О своем вздорили воробьи, о чем же еще; и сорвались стайкой, дружной опять, пропали с глаз. Вышло в прогалину солнце, бледно сквозь весенние испарения озарило и стало греть, и трактор на улочке давно перестал тарахтеть, а мать все не шла. Его трясло от холода, не хватало сил уже и сидеть… Что, доползти? Но спазмы снова подступали, кашель крутил внутренности — недолгий, впрочем; перебрал он свежего воздуха, что и говорить, и никогда еще таким беспомощным не знал себя, предположить бы даже не мог, что опять будет иметь совсем уж ребячью нужду в матери… стыд, кто бы знал, как стыдно, хоть сквозь землю. А лучше в землю, так верней.
Брякнула калитка — она? Сделать вид, что ничего особого, подышать вышел, мол? Пусть ненадолго хоть оживится: «Ай полутше стало?..» И отвернулся, глянул на высвеченную, ярче проступившую зеленцу берегов, на гремящий железными бортами грузовик на нижней дороге — открылась нижняя, всегда утопавшая в грязи межсезонья.

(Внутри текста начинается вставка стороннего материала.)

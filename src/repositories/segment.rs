//! C3 — Segment repository (the flow-timeline/object join table).
//!
//! Grounded on `original_source/app/storage/endpoints/segments/segments_storage.py`
//! (`SegmentsStorage`): segment rows carry an object reference and a
//! timerange but never embed a presigned URL — `get_urls` is re-synthesized
//! on every read by the C6 segment pipeline, since presigned URLs expire.

use crate::error::TamsError;
use crate::metadata_store::{MetadataStore, Predicate};
use crate::models::Segment;
use crate::time_range::TimeRange;
use chrono::{DateTime, Utc};
use clickhouse::Row;
use serde::{Deserialize, Serialize};
use std::sync::Arc;
use uuid::Uuid;

pub const TABLE: &str = "segments";

pub const CREATE_TABLE_DDL: &str = r#"
CREATE TABLE IF NOT EXISTS segments (
    flow_id UUID,
    object_id String,
    timerange String,
    ts_offset Nullable(String),
    last_duration Nullable(String),
    sample_offset Nullable(UInt64),
    sample_count Nullable(UInt64),
    key_frame_count Nullable(UInt32),
    created_at DateTime64(6),
    storage_path Nullable(String)
) ENGINE = MergeTree ORDER BY (flow_id, timerange)
"#;

#[derive(Debug, Clone, Row, Serialize, Deserialize)]
struct SegmentRow {
    flow_id: Uuid,
    object_id: String,
    timerange: String,
    ts_offset: Option<String>,
    last_duration: Option<String>,
    sample_offset: Option<u64>,
    sample_count: Option<u64>,
    key_frame_count: Option<u32>,
    created_at: i64,
    storage_path: Option<String>,
}

fn micros_to_datetime(micros: i64) -> DateTime<Utc> {
    DateTime::from_timestamp_micros(micros).unwrap_or_else(Utc::now)
}

fn to_row(segment: &Segment) -> SegmentRow {
    SegmentRow {
        flow_id: segment.flow_id,
        object_id: segment.object_id.clone(),
        timerange: segment.timerange.format(),
        ts_offset: segment.ts_offset.clone(),
        last_duration: segment.last_duration.clone(),
        sample_offset: segment.sample_offset,
        sample_count: segment.sample_count,
        key_frame_count: segment.key_frame_count,
        created_at: segment.created_at.timestamp_micros(),
        storage_path: segment.storage_path.clone(),
    }
}

fn from_row(row: SegmentRow) -> Result<Segment, TamsError> {
    Ok(Segment {
        flow_id: row.flow_id,
        object_id: row.object_id,
        timerange: TimeRange::parse(&row.timerange)?,
        ts_offset: row.ts_offset,
        last_duration: row.last_duration,
        sample_offset: row.sample_offset,
        sample_count: row.sample_count,
        key_frame_count: row.key_frame_count,
        get_urls: Vec::new(),
        created_at: micros_to_datetime(row.created_at),
        storage_path: row.storage_path,
    })
}

pub struct SegmentRepo {
    store: Arc<MetadataStore>,
}

impl SegmentRepo {
    pub fn new(store: Arc<MetadataStore>) -> Self {
        Self { store }
    }

    pub async fn create(&self, segment: &Segment) -> Result<(), TamsError> {
        let row = to_row(segment);
        let mut insert = self
            .store
            .client()
            .insert(TABLE)
            .map_err(|e| TamsError::StorageError(format!("insert '{TABLE}' failed: {e}")))?;
        insert
            .write(&row)
            .await
            .map_err(|e| TamsError::StorageError(format!("insert '{TABLE}' failed: {e}")))?;
        insert
            .end()
            .await
            .map_err(|e| TamsError::StorageError(format!("insert '{TABLE}' failed: {e}")))
    }

    /// All segments for a flow, filtered (server-side via `ALTER TABLE`-free
    /// scan) to those overlapping `range` when one is given.
    pub async fn list_for_flow(&self, flow_id: Uuid, range: Option<TimeRange>, limit: u32) -> Result<Vec<Segment>, TamsError> {
        let predicate = Predicate::new().eq_uuid("flow_id", flow_id);
        let sql = format!(
            "SELECT ?fields FROM {TABLE} WHERE {} ORDER BY timerange LIMIT {limit}",
            predicate.to_where_clause()
        );
        let rows = self
            .store
            .client()
            .query(&sql)
            .fetch_all::<SegmentRow>()
            .await
            .map_err(|e| TamsError::StorageError(format!("list segments for flow '{flow_id}' failed: {e}")))?;
        let segments: Vec<Segment> = rows.into_iter().map(from_row).collect::<Result<_, _>>()?;
        Ok(match range {
            Some(r) => segments.into_iter().filter(|s| s.timerange.overlaps(&r)).collect(),
            None => segments,
        })
    }

    /// Count of segments whose range overlaps `range` — used by C4 to decide
    /// whether a range-delete should be promoted to the async worker.
    pub async fn count_overlapping(&self, flow_id: Uuid, range: TimeRange) -> Result<usize, TamsError> {
        Ok(self.list_for_flow(flow_id, Some(range), u32::MAX).await?.len())
    }

    /// Deletes every segment in `flow_id` overlapping `range`. When `range`
    /// is `None`, deletes the entire flow's timeline.
    pub async fn delete_range(&self, flow_id: Uuid, range: Option<TimeRange>) -> Result<Vec<Segment>, TamsError> {
        let all = self.list_for_flow(flow_id, None, u32::MAX).await?;
        let (to_delete, kept): (Vec<Segment>, Vec<Segment>) = match range {
            Some(r) => all.into_iter().partition(|s| s.timerange.overlaps(&r)),
            None => (all, Vec::new()),
        };
        let predicate = Predicate::new().eq_uuid("flow_id", flow_id);
        self.store.delete(TABLE, &predicate).await?;
        for segment in &kept {
            self.create(segment).await?;
        }
        Ok(to_delete)
    }
}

— А я слышу — чья овца перхает? И раз, и другой… Дай, думаю, гляну. Навроде и овец у Федоровны с каких пор нету, и… А тут ты.
Сосед их Серега, ровесник и всегдашний дружок Василия, смотрел на него выпуклыми добрыми глазами, смаргивая, улыбаясь. Едва ль не единственный, кроме невестки, помощник тут у матери, что не по силам — к нему, безотказный.
— Да вот… вылез.
— Что, полегчей малость? — И не стал дожидаться ответа, совсем разулыбался. — Дак ить весна, а там лето — глядишь, и на поправку… Жарко будет — люблю жарко! Растелешишься и ходи себе!..
Пришлось с усилием подобрать расставленные по скамье руки, шевельнуть запоздало, пожать плечами. Тот подсел, доска похилилась, скрипнула под его плотным, коренастым телом. Глуповат Меринок, как его еще с ребячества прозвали, но по-ребячьи же и добр, и это все скрашивало в нем, пусть на вид мужик мужиком, с залысинами ранними, седоватой уже щетиной, грубыми морщинами на заветревшем лице. Таким бы еще можно прожить и дальше, если б умных и злых поблизости не было.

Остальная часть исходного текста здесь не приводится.